The Publisher file format specification is not publicly available. It does share some features with other Microsoft file formats. Publisher files are stored in the Microsoft Compound File meta-format which specifies a virtual filesystem encapsulated within a file. In a Compound Document, data is stored in streams within storages. Publisher data is known to reside in the Root EntryContents and Root EntryEscherEscherStm streams.
The streams appear in a common form, outlined in the following tables:
Offset Length Description ------- --------------- -------------------------------- 0x0000 4 structure size (n) 0x0004 n-4 structure data
Structure data is composed of a variable number of consecutive fields, which have the following format:
Offset Length Description ------- --------------- -------------------------------- 0x0000 2 index and type (two byte structure) 0x0002 4 size n (present based on type value) 0x0006 n-4 data
The size of the data field and the presence of the size field depend on the type. Types 16, 18, 20, 24, and 26, seem to indicate the presence of the size field, and in these cases, the data field begins at offset 0x0006. Types that do not indicate the presence of the size field have an implied size that is known to the application, and begin at offset 0x0002. Additionally, Publisher files are also known to contain OfficeArt records. Some OfficeArt records are specified by the host application, and can contain structures encoded in the above format. In particular, the OfficeArtClientAnchor record encodes data using this method.
A memory corruption vulnerability exists in Microsoft Publisher. The flaw is due to the way in which variable length fields are processed. The size field value is not validated, and used in the calculation of a pointer used to read the data field value.
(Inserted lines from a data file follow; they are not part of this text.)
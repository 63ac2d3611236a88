//! Consensus check functions over a single block in isolation.

use chrono::{Duration, Utc};

use tanager_chain::block::{merkle, Block, Hash, Header, Height};
use tanager_chain::parameters::{Network, MAX_BLOCK_SIGOPS, MAX_BLOCK_SIZE, MAX_BLOCK_WEIGHT};
use tanager_chain::primitives::sha256d;
use tanager_chain::transaction;
use tanager_chain::transparent;

use crate::error::*;

/// Returns `Ok(())` if there is exactly one coinbase transaction in the
/// block, and it is the first transaction.
pub fn coinbase_is_first(block: &Block) -> Result<(), BlockError> {
    let first = block
        .transactions
        .get(0)
        .ok_or(BlockError::NoTransactions)?;
    if !first.is_coinbase() {
        return Err(TransactionError::CoinbasePosition)?;
    }
    let mut rest = block.transactions.iter().skip(1);
    if rest.any(|tx| tx.contains_coinbase_input()) {
        return Err(TransactionError::CoinbaseInputFound)?;
    }
    Ok(())
}

/// Returns `Ok(())` if `hash` passes the difficulty filter and the
/// network's target limit, based on the header's nBits field.
///
/// The comparisons are u256 integer comparisons; greater values
/// represent *less* work.
pub fn difficulty_is_valid(
    header: &Header,
    network: Network,
    height: Height,
    hash: &Hash,
) -> Result<(), BlockError> {
    let target = header
        .difficulty_threshold
        .to_expanded()
        .ok_or(BlockError::InvalidDifficulty(height, *hash))?;

    if target > network.target_difficulty_limit() {
        return Err(BlockError::TargetDifficultyLimit(height, *hash));
    }
    if hash > &target {
        return Err(BlockError::Pow {
            height,
            hash: *hash,
            target,
        });
    }
    Ok(())
}

/// Check the transaction merkle root against the header.
///
/// `txids` is the precomputed hash of every transaction in order. The
/// tree is malleable (duplicating trailing transactions can preserve the
/// root), so duplicate txids are rejected here as well.
pub fn merkle_root_validity(block: &Block, txids: &[transaction::Txid]) -> Result<(), BlockError> {
    let computed: merkle::Root = txids.iter().cloned().collect();
    if computed != block.header.merkle_root {
        return Err(BlockError::Merkle {
            actual: computed,
            expected: block.header.merkle_root,
        });
    }

    use std::collections::HashSet;
    if txids.len() != txids.iter().collect::<HashSet<_>>().len() {
        return Err(BlockError::DuplicateTransaction);
    }
    Ok(())
}

/// Structural limits: serialized size, weight, sigop count, and
/// per-transaction syntax.
pub fn structure_is_valid(block: &Block) -> Result<(), BlockError> {
    if block.transactions.is_empty() {
        return Err(BlockError::NoTransactions);
    }

    let base_size = block.base_len();
    if base_size > MAX_BLOCK_SIZE {
        return Err(BlockError::ExcessiveSize(base_size));
    }
    let weight = block.weight();
    if weight > MAX_BLOCK_WEIGHT {
        return Err(BlockError::ExcessiveWeight(weight));
    }

    // Legacy sigop accounting over all scripts in the block.
    let mut sigops = 0usize;
    for tx in block.transactions.iter() {
        for input in tx.inputs.iter() {
            if let transparent::Input::PrevOut { unlock_script, .. } = input {
                sigops += tanager_script::count_sigops(unlock_script.as_bytes(), false);
            }
        }
        for output in tx.outputs.iter() {
            sigops += tanager_script::count_sigops(output.lock_script.as_bytes(), false);
        }
    }
    if sigops > MAX_BLOCK_SIGOPS {
        return Err(BlockError::ExcessiveSigops(sigops));
    }

    for tx in block.transactions.iter() {
        crate::transaction::check::has_inputs_and_outputs(tx)?;
        crate::transaction::check::no_duplicate_inputs(tx)?;
        crate::transaction::check::size_is_valid(tx)?;
        crate::transaction::check::output_total_in_range(tx)?;
    }

    Ok(())
}

/// BIP-34: from the activation height, the coinbase must begin with a
/// push of the block's own height.
pub fn coinbase_height_is_valid(
    block: &Block,
    height: Height,
    network: Network,
) -> Result<(), BlockError> {
    if height < network.bip34_height() {
        return Ok(());
    }
    let encoded = block.coinbase_height();
    if encoded != Some(height) {
        return Err(BlockError::CoinbaseHeight {
            encoded,
            expected: height,
        });
    }
    Ok(())
}

/// The coinbase script must be 2 to 100 bytes.
pub fn coinbase_script_size_is_valid(block: &Block) -> Result<(), BlockError> {
    let coinbase = block
        .transactions
        .get(0)
        .ok_or(BlockError::NoTransactions)?;
    if let Some(transparent::Input::Coinbase { data, .. }) = coinbase.inputs.get(0) {
        let len = data.len();
        if !(transparent::CoinbaseData::MIN_LEN..=transparent::CoinbaseData::MAX_LEN)
            .contains(&len)
        {
            return Err(BlockError::CoinbaseScriptSize(len));
        }
    }
    Ok(())
}

/// Locate the BIP-141 witness commitment in the coinbase: the last
/// output whose script starts `OP_RETURN 0x24 0xaa21a9ed`, carrying a
/// 32-byte commitment.
pub fn find_witness_commitment(coinbase: &transaction::Transaction) -> Option<[u8; 32]> {
    const MAGIC: [u8; 6] = [0x6a, 0x24, 0xaa, 0x21, 0xa9, 0xed];

    coinbase
        .outputs
        .iter()
        .rev()
        .map(|output| output.lock_script.as_bytes())
        .find(|script| script.len() >= 38 && script[..6] == MAGIC)
        .map(|script| {
            let mut commitment = [0u8; 32];
            commitment.copy_from_slice(&script[6..38]);
            commitment
        })
}

/// Verify the witness commitment when any transaction carries witness
/// data: `commitment == sha256d(witness_root ‖ witness_reserved_value)`,
/// with the coinbase's wtxid pinned to zero and the reserved value taken
/// from the coinbase input witness.
pub fn witness_commitment_is_valid(block: &Block) -> Result<(), BlockError> {
    let coinbase = block
        .transactions
        .get(0)
        .ok_or(BlockError::NoTransactions)?;

    let any_witness = block.transactions.iter().skip(1).any(|tx| tx.has_witness());
    let commitment = find_witness_commitment(coinbase);

    let commitment = match (any_witness, commitment) {
        (false, None) => return Ok(()),
        (true, None) => return Err(BlockError::WitnessCommitment),
        (_, Some(commitment)) => commitment,
    };

    // The reserved value rides in the coinbase's own witness stack.
    let reserved = match coinbase.witnesses.get(0) {
        Some(witness) if witness.0.len() == 1 && witness.0[0].len() == 32 => &witness.0[0],
        _ => return Err(BlockError::WitnessCommitment),
    };

    let witness_root: merkle::WitnessRoot = std::iter::once(transaction::WtxId([0u8; 32]))
        .chain(
            block
                .transactions
                .iter()
                .skip(1)
                .map(|tx| tx.witness_hash()),
        )
        .collect();

    let mut preimage = [0u8; 64];
    preimage[..32].copy_from_slice(&witness_root.0);
    preimage[32..].copy_from_slice(reserved);
    if sha256d::hash(&preimage) != commitment {
        return Err(BlockError::WitnessCommitment);
    }
    Ok(())
}

/// Returns `Ok(())` if `header.time` is at most two hours past the
/// local clock. Non-deterministic by nature; a block rejected now may be
/// accepted later.
pub fn time_is_valid_at(header: &Header) -> Result<(), BlockError> {
    let cutoff = Utc::now()
        .checked_add_signed(Duration::hours(2))
        .expect("two hours from now is representable")
        .timestamp();
    if (header.time as i64) > cutoff {
        return Err(BlockError::TimeTooFarAhead(header.time));
    }
    Ok(())
}

#[cfg(test)]
mod tests {
    use super::*;
    use std::convert::TryFrom;
    use std::sync::Arc;

    use tanager_chain::amount::Amount;
    use tanager_chain::transaction::{LockTime, Transaction};
    use tanager_chain::transparent::{CoinbaseData, Input, OutPoint, Output, Script};
    use tanager_chain::work::CompactDifficulty;

    fn coinbase(height: Height) -> Transaction {
        Transaction::new(
            1,
            vec![Input::Coinbase {
                data: CoinbaseData::new(CoinbaseData::height_prefix(height)),
                sequence: 0xffff_ffff,
            }],
            vec![Output {
                value: Amount::try_from(5_000_000_000i64).unwrap(),
                lock_script: Script(vec![0x51]),
            }],
            LockTime::unlocked(),
        )
    }

    fn spend() -> Transaction {
        Transaction::new(
            1,
            vec![Input::PrevOut {
                outpoint: OutPoint {
                    txid: tanager_chain::transaction::Txid([5u8; 32]),
                    index: 0,
                },
                unlock_script: Script(vec![]),
                sequence: 0xffff_ffff,
            }],
            vec![Output {
                value: Amount::try_from(1_000i64).unwrap(),
                lock_script: Script(vec![0x51]),
            }],
            LockTime::unlocked(),
        )
    }

    fn block_of(transactions: Vec<Transaction>) -> Block {
        let transactions: Vec<_> = transactions.into_iter().map(Arc::new).collect();
        let merkle_root = transactions.iter().map(|tx| tx.hash()).collect();
        Block {
            header: Header::new(
                2,
                Hash::zero(),
                merkle_root,
                1_400_000_000,
                CompactDifficulty(0x207f_ffff),
                0,
            ),
            transactions,
        }
    }

    #[test]
    fn coinbase_position_is_enforced() {
        tanager_test::init();

        let good = block_of(vec![coinbase(Height(5)), spend()]);
        coinbase_is_first(&good).expect("valid layout");

        let missing = block_of(vec![spend()]);
        assert!(coinbase_is_first(&missing).is_err());

        let doubled = block_of(vec![coinbase(Height(5)), coinbase(Height(5))]);
        assert!(matches!(
            coinbase_is_first(&doubled),
            Err(BlockError::Transaction(TransactionError::CoinbaseInputFound))
        ));
    }

    #[test]
    fn merkle_root_must_match() {
        tanager_test::init();

        let block = block_of(vec![coinbase(Height(1)), spend()]);
        let txids: Vec<_> = block.transactions.iter().map(|tx| tx.hash()).collect();
        merkle_root_validity(&block, &txids).expect("root matches");

        let mut tampered = block;
        tampered.header.merkle_root = merkle::Root([0xee; 32]);
        assert!(matches!(
            merkle_root_validity(&tampered, &txids),
            Err(BlockError::Merkle { .. })
        ));
    }

    #[test]
    fn duplicate_txids_are_rejected() {
        tanager_test::init();

        // Same spend twice: the root check may pass on crafted layouts,
        // so the duplicate check has to catch it independently.
        let block = block_of(vec![coinbase(Height(1)), spend(), spend()]);
        let txids: Vec<_> = block.transactions.iter().map(|tx| tx.hash()).collect();
        let result = merkle_root_validity(&block, &txids);
        assert!(matches!(
            result,
            Err(BlockError::DuplicateTransaction) | Err(BlockError::Merkle { .. })
        ));
    }

    #[test]
    fn bip34_height_must_match_after_activation() {
        tanager_test::init();

        let block = block_of(vec![coinbase(Height(227_931))]);
        coinbase_height_is_valid(&block, Height(227_931), Network::Mainnet).expect("height matches");

        assert!(matches!(
            coinbase_height_is_valid(&block, Height(227_932), Network::Mainnet),
            Err(BlockError::CoinbaseHeight { .. })
        ));

        // Below activation nothing is required.
        let unversioned = block_of(vec![coinbase(Height(9))]);
        coinbase_height_is_valid(&unversioned, Height(100), Network::Mainnet)
            .expect("pre-activation heights are unchecked");
    }

    #[test]
    fn difficulty_filter() {
        tanager_test::init();

        let block = block_of(vec![coinbase(Height(1))]);
        let hash = Hash([0u8; 32]);
        difficulty_is_valid(&block.header, Network::Regtest, Height(1), &hash)
            .expect("zero hash beats any target");

        let high_hash = Hash([0xff; 32]);
        assert!(difficulty_is_valid(&block.header, Network::Regtest, Height(1), &high_hash).is_err());

        // Regtest bits exceed the mainnet limit.
        assert!(matches!(
            difficulty_is_valid(&block.header, Network::Mainnet, Height(1), &hash),
            Err(BlockError::TargetDifficultyLimit(..))
        ));
    }

    #[test]
    fn witness_commitment_round_trip() {
        tanager_test::init();

        // A block with a witness-bearing spend and a correctly committed
        // coinbase.
        let mut spend_tx = spend();
        spend_tx.witnesses = vec![tanager_chain::transaction::Witness(vec![vec![0x01]])];

        let mut cb = coinbase(Height(1));
        cb.witnesses = vec![tanager_chain::transaction::Witness(vec![vec![0u8; 32]])];

        // Compute the commitment the same way the check does.
        let witness_root: merkle::WitnessRoot = std::iter::once(transaction::WtxId([0u8; 32]))
            .chain(std::iter::once(spend_tx.witness_hash()))
            .collect();
        let mut preimage = [0u8; 64];
        preimage[..32].copy_from_slice(&witness_root.0);
        preimage[32..].copy_from_slice(&[0u8; 32]);
        let commitment = sha256d::hash(&preimage);

        let mut script = vec![0x6a, 0x24, 0xaa, 0x21, 0xa9, 0xed];
        script.extend_from_slice(&commitment);
        cb.outputs.push(Output {
            value: Amount::zero(),
            lock_script: Script(script),
        });

        let block = block_of(vec![cb, spend_tx.clone()]);
        witness_commitment_is_valid(&block).expect("commitment matches");

        // Without the commitment the witness-bearing block fails.
        let bare = block_of(vec![coinbase(Height(1)), spend_tx]);
        assert!(matches!(
            witness_commitment_is_valid(&bare),
            Err(BlockError::WitnessCommitment)
        ));
    }
}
A remote attacker can entice a target user to open a specially crafted Microsoft Publisher document to exploit this vulnerability. A successful exploitation attempt may result in arbitrary code execution. An unsuccessful attempt may crash the affected application. Exploiting this vulnerability for code execution is not a trivial task, however it is possible.
SonicWALL has released two IPS signatures to address known exploits targeting this vulnerability. The following signatures have been released:
- 7227 - Malformed Publisher Document 4b
- 7237 - MS Publisher Array Indexing Memory Corruption (MS11-091)
In addition to the specific signatures released to address this threat, SonicWALL has existing sets of IPS signatures which proactively detect and block widely used exploitation techniques that may be utilized in attacks against this particular vulnerability.